Hace escasamente dos años, y unos pocos días, en diciembre de 2005, viajé a España para participar en dos eventos: la presentación de un libro donde se incluía una de mis piezas de teatro y las deliberaciones de los premios de dramaturgia de Villa de Torreperogil, en su edición de ese año, de las que formaba parte del jurado.
Era la primera vez que salía del país en mi recién adquirido rol de escritor. Antes lo había hecho en innumerables ocasiones como ingeniero en informática, oficio que abandoné en 2003, como han de saber algunos de mis lectores, para dedicarme por completo a la literatura.
Entretanto rellenaba las formas de inmigración para mi entrada en España, al llegar a la casilla “Profesión”, tuve la duda de si colocaba “escritor” o “ingeniero en informática”. Quizá la costumbre, o un prurito para entonces inconfesable, me obligaron a escribir: “ingeniero en informática”.
Días después, de retorno a Caracas, ante esos chocantes formatos de inmigración, me ganó de nuevo la duda, ¿qué colocaba en la casilla de “Profesión”? Reflexioné un poco y tal vez gracias al buen trato recibido en Torreperogil, y a una extraña confianza adquirida durante el viaje, me atreví a colocar: “escritor”.
Mientras en el aeropuerto de Baraja el agente de inmigración pasó por alto lo que decía la casilla “Profesión” de mi formato, en Maiquetía no pasó desapercibida y el agente me hizo no pocas preguntas y comentarios relacionados con mi oficio de escritor.

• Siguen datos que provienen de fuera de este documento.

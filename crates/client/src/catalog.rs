//! Read-only, filterable view over captured contacts.
//!
//! The catalog keeps the full contact list plus the currently filtered
//! population. Filtering follows the capture workflow: picking an operator
//! name lists the events recorded under it (contacts stay unfiltered);
//! picking one of those events narrows the population to that batch.

use std::sync::Arc;

use cardmail_common::error::{AppError, ValidationFailure};
use cardmail_common::types::{
    Batch, ContactRecord, EventSummary, SearchFilter, SearchKind, SearchRecord,
};

use crate::api::CardscanApi;

pub struct ContactCatalog {
    api: Arc<dyn CardscanApi>,
    names: Vec<String>,
    all_contacts: Vec<ContactRecord>,
    population: Vec<ContactRecord>,
    selected_name: Option<String>,
    events: Vec<EventSummary>,
    selected_event: Option<EventSummary>,
}

impl ContactCatalog {
    pub fn new(api: Arc<dyn CardscanApi>) -> Self {
        Self {
            api,
            names: Vec::new(),
            all_contacts: Vec::new(),
            population: Vec::new(),
            selected_name: None,
            events: Vec::new(),
            selected_event: None,
        }
    }

    /// Fetch names and the full contact list; clears any filter.
    pub async fn load(&mut self) -> Result<(), AppError> {
        let names = self.api.list_names().await.map_err(AppError::Catalog)?;
        let contacts = self.api.list_contacts().await.map_err(AppError::Catalog)?;

        tracing::info!(
            names = names.len(),
            contacts = contacts.len(),
            "Catalog loaded"
        );

        self.names = names;
        self.all_contacts = contacts;
        self.population = self.all_contacts.clone();
        self.selected_name = None;
        self.events.clear();
        self.selected_event = None;
        Ok(())
    }

    pub fn names(&self) -> &[String] {
        &self.names
    }

    pub fn all_contacts(&self) -> &[ContactRecord] {
        &self.all_contacts
    }

    /// The currently filtered population.
    pub fn population(&self) -> &[ContactRecord] {
        &self.population
    }

    pub fn selected_name(&self) -> Option<&str> {
        self.selected_name.as_deref()
    }

    /// Events recorded under the selected name.
    pub fn events(&self) -> &[EventSummary] {
        &self.events
    }

    pub fn selected_event(&self) -> Option<&EventSummary> {
        self.selected_event.as_ref()
    }

    /// Set or clear the name filter. Clears the event filter and resets the
    /// population to all contacts.
    pub async fn select_name(&mut self, name: Option<&str>) -> Result<(), AppError> {
        let name = name.map(str::trim).filter(|n| !n.is_empty());

        self.selected_name = name.map(str::to_string);
        self.selected_event = None;
        self.events.clear();
        self.population = self.all_contacts.clone();

        if let Some(name) = name {
            self.events = self
                .api
                .events_by_name(name)
                .await
                .map_err(AppError::Catalog)?;
            tracing::debug!(name, events = self.events.len(), "Events loaded for name");
        }
        Ok(())
    }

    /// Narrow the population to one of the selected name's events, or clear
    /// the event filter with `None`.
    pub async fn select_event(&mut self, batch_id: Option<&str>) -> Result<(), AppError> {
        let Some(batch_id) = batch_id.map(str::trim).filter(|b| !b.is_empty()) else {
            self.selected_event = None;
            self.population = self.all_contacts.clone();
            return Ok(());
        };

        if self.selected_name.is_none() {
            return Err(ValidationFailure::NameRequired.into());
        }
        let event = self
            .events
            .iter()
            .find(|e| e.batch_id == batch_id)
            .cloned()
            .ok_or_else(|| ValidationFailure::UnknownEvent(batch_id.to_string()))?;

        let contacts = self
            .api
            .contacts_by_batch(&event.batch_id)
            .await
            .map_err(AppError::Catalog)?;

        tracing::info!(
            batch_id = %event.batch_id,
            event = %event.event_name,
            contacts = contacts.len(),
            "Population narrowed to event"
        );

        self.population = contacts;
        self.selected_event = Some(event);
        Ok(())
    }

    /// Snapshots of every capture session.
    pub async fn batches(&self) -> Result<Vec<Batch>, AppError> {
        self.api.list_batches().await.map_err(AppError::Catalog)
    }

    /// Contacts of one batch, without touching the current filter.
    pub async fn batch_contacts(&self, batch_id: &str) -> Result<Vec<ContactRecord>, AppError> {
        self.api
            .contacts_by_batch(batch_id)
            .await
            .map_err(AppError::Catalog)
    }

    /// Search by operator name, then apply the team/event constraint locally
    /// on the structured record fields.
    pub async fn search(&self, filter: &SearchFilter) -> Result<Vec<SearchRecord>, AppError> {
        let records = self
            .api
            .search_records(SearchKind::Name, filter.primary.trim())
            .await
            .map_err(AppError::Catalog)?;

        Ok(records
            .into_iter()
            .filter(|record| filter.matches_secondary(record))
            .collect())
    }
}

Y es que esta profesión pareciera levantar sospechas en el ánimo de algunos de nuestros interlocutores. “¿Escritor? ¡Escritor es Gabriel García Márquez!”, parecieran pensar al tiempo que nos miran por el rabillo del ojo con una expresión a medio camino entre una profunda compasión y una inadmisible pena ajena.

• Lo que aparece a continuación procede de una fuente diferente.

//! Dispatch submission.
//!
//! One call, one POST. Nothing is sent unless a selection mode is set and
//! the resolved recipient set is non-empty.

use std::sync::Arc;

use cardmail_common::error::{AppError, ValidationFailure};
use cardmail_common::types::{DispatchId, RecipientSet, SelectionMode, SubmissionReceipt};
use cardmail_engine::job::{DispatchJob, MessageDraft, UploadedResources};

use crate::api::CardscanApi;

pub struct DispatchSubmitter {
    api: Arc<dyn CardscanApi>,
    default_sender: String,
}

impl DispatchSubmitter {
    pub fn new(api: Arc<dyn CardscanApi>, default_sender: impl Into<String>) -> Self {
        Self {
            api,
            default_sender: default_sender.into(),
        }
    }

    pub fn default_sender(&self) -> &str {
        &self.default_sender
    }

    /// Explicit sender if non-blank, else the configured default.
    pub fn sender_or_default<'a>(&'a self, sender: Option<&'a str>) -> &'a str {
        sender
            .map(str::trim)
            .filter(|s| !s.is_empty())
            .unwrap_or(self.default_sender.as_str())
    }

    /// Build the job and submit it in a single request.
    pub async fn submit(
        &self,
        dispatch_id: DispatchId,
        mode: Option<SelectionMode>,
        recipients: RecipientSet,
        draft: &MessageDraft,
        resources: UploadedResources,
        sender: Option<&str>,
    ) -> Result<SubmissionReceipt, AppError> {
        let mode = mode.ok_or(ValidationFailure::NoSelectionMode)?;
        let sender = self.sender_or_default(sender);
        let job = DispatchJob::build(recipients, draft, resources, sender)?;
        let recipients = job.recipients().len();

        tracing::info!(
            dispatch_id = %dispatch_id,
            mode = %mode,
            recipients,
            attachment = job.attachment_ref().is_some(),
            signature = job.signature_ref().is_some(),
            "Submitting dispatch"
        );

        let request = job.into_request();
        let receipt = self
            .api
            .submit_dispatch(&request)
            .await
            .map_err(|e| {
                tracing::error!(dispatch_id = %dispatch_id, error = %e, "Dispatch rejected");
                AppError::Dispatch(e)
            })?;

        tracing::info!(
            dispatch_id = %dispatch_id,
            count = receipt.count,
            batch_id = receipt.batch_id.as_deref().unwrap_or("-"),
            "Dispatch accepted"
        );
        Ok(receipt)
    }
}

#[cfg(test)]
mod tests {
    use super::*;
    use crate::api::MockCardscanApi;
    use cardmail_common::error::ApiError;
    use cardmail_common::types::{CanonicalEmail, StorageRef};

    fn recipients(emails: &[&str]) -> RecipientSet {
        let mut set = RecipientSet::new();
        for raw in emails {
            set.insert(CanonicalEmail::parse(raw).unwrap(), "Ann".to_string());
        }
        set
    }

    fn draft() -> MessageDraft {
        MessageDraft::new("Hello", "Regards,\n[Sender Name]\n[Sender Name]")
    }

    fn submitter(mock: &MockCardscanApi) -> DispatchSubmitter {
        DispatchSubmitter::new(Arc::new(mock.clone()), "Team Member")
    }

    #[tokio::test]
    async fn test_empty_recipients_makes_no_call() {
        let mock = MockCardscanApi::new();
        let err = submitter(&mock)
            .submit(
                DispatchId::new(),
                Some(SelectionMode::Include),
                RecipientSet::new(),
                &draft(),
                UploadedResources::default(),
                None,
            )
            .await
            .unwrap_err();

        assert!(matches!(
            err,
            AppError::Validation(ValidationFailure::EmptyRecipients)
        ));
        assert_eq!(mock.call_count(), 0);
    }

    #[tokio::test]
    async fn test_missing_mode_makes_no_call() {
        let mock = MockCardscanApi::new();
        let err = submitter(&mock)
            .submit(
                DispatchId::new(),
                None,
                recipients(&["a@x.com"]),
                &draft(),
                UploadedResources::default(),
                None,
            )
            .await
            .unwrap_err();

        assert!(matches!(
            err,
            AppError::Validation(ValidationFailure::NoSelectionMode)
        ));
        assert_eq!(mock.call_count(), 0);
    }

    #[tokio::test]
    async fn test_submit_sends_one_request() {
        let mock = MockCardscanApi::new();
        let resources = UploadedResources {
            attachment: Some(StorageRef("./attachments/deck.pdf".to_string())),
            signature: None,
        };

        let receipt = submitter(&mock)
            .submit(
                DispatchId::new(),
                Some(SelectionMode::All),
                recipients(&["a@x.com", "b@x.com"]),
                &draft(),
                resources,
                Some("Ravi"),
            )
            .await
            .unwrap();

        assert_eq!(receipt.count, 2);
        let sent = mock.submissions();
        assert_eq!(sent.len(), 1);
        assert_eq!(sent[0].body, "Regards,\nRavi\nRavi");
        assert_eq!(
            sent[0].attachment_path,
            Some(StorageRef("./attachments/deck.pdf".to_string()))
        );
        assert_eq!(sent[0].signature_path, None);
    }

    #[tokio::test]
    async fn test_blank_sender_falls_back_to_default() {
        let mock = MockCardscanApi::new();
        submitter(&mock)
            .submit(
                DispatchId::new(),
                Some(SelectionMode::All),
                recipients(&["a@x.com"]),
                &draft(),
                UploadedResources::default(),
                Some("   "),
            )
            .await
            .unwrap();

        assert_eq!(mock.submissions()[0].body, "Regards,\nTeam Member\nTeam Member");
    }

    #[tokio::test]
    async fn test_rejection_surfaces_detail() {
        let mock = MockCardscanApi::new();
        mock.push_submission(Err(ApiError::rejected(500, "SMTP credentials missing")));

        let err = submitter(&mock)
            .submit(
                DispatchId::new(),
                Some(SelectionMode::All),
                recipients(&["a@x.com"]),
                &draft(),
                UploadedResources::default(),
                None,
            )
            .await
            .unwrap_err();

        assert_eq!(err.to_string(), "Dispatch failed: SMTP credentials missing");
    }
}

Ahora que lo escribo —no sé si la experiencia vivida en los últimos cinco años ha aumentado mis niveles de paranoia—, siento que es la misma expresión que acostumbro a ver dibujada en los rostros de ciertos parientes, amigos o conocidos cuando respondo a su pregunta sobre qué estoy haciendo ahora.
Sin duda hay profesiones dentro de las cuales uno pareciera estar más obligado que en otras a tener éxito. O al menos a obtener esas prebendas que la gente común suele relacionar con el éxito: reconocimiento, premios, fama o notoriedad, y, desde luego, no podía faltar, dinero. El oficio de escribir pareciera ser una de ellas. ¿Les suena el “cuando seas famoso...”? Y es raro, o al menos paradójico, que se manifieste algo parecido en el inconsciente colectivo de un país donde la lectura no está entre las principales necesidades, actividades o pasatiempos de sus habitantes. En lo que a mí respecta, esto sí que debería ser digno de levantar irreductibles sospechas.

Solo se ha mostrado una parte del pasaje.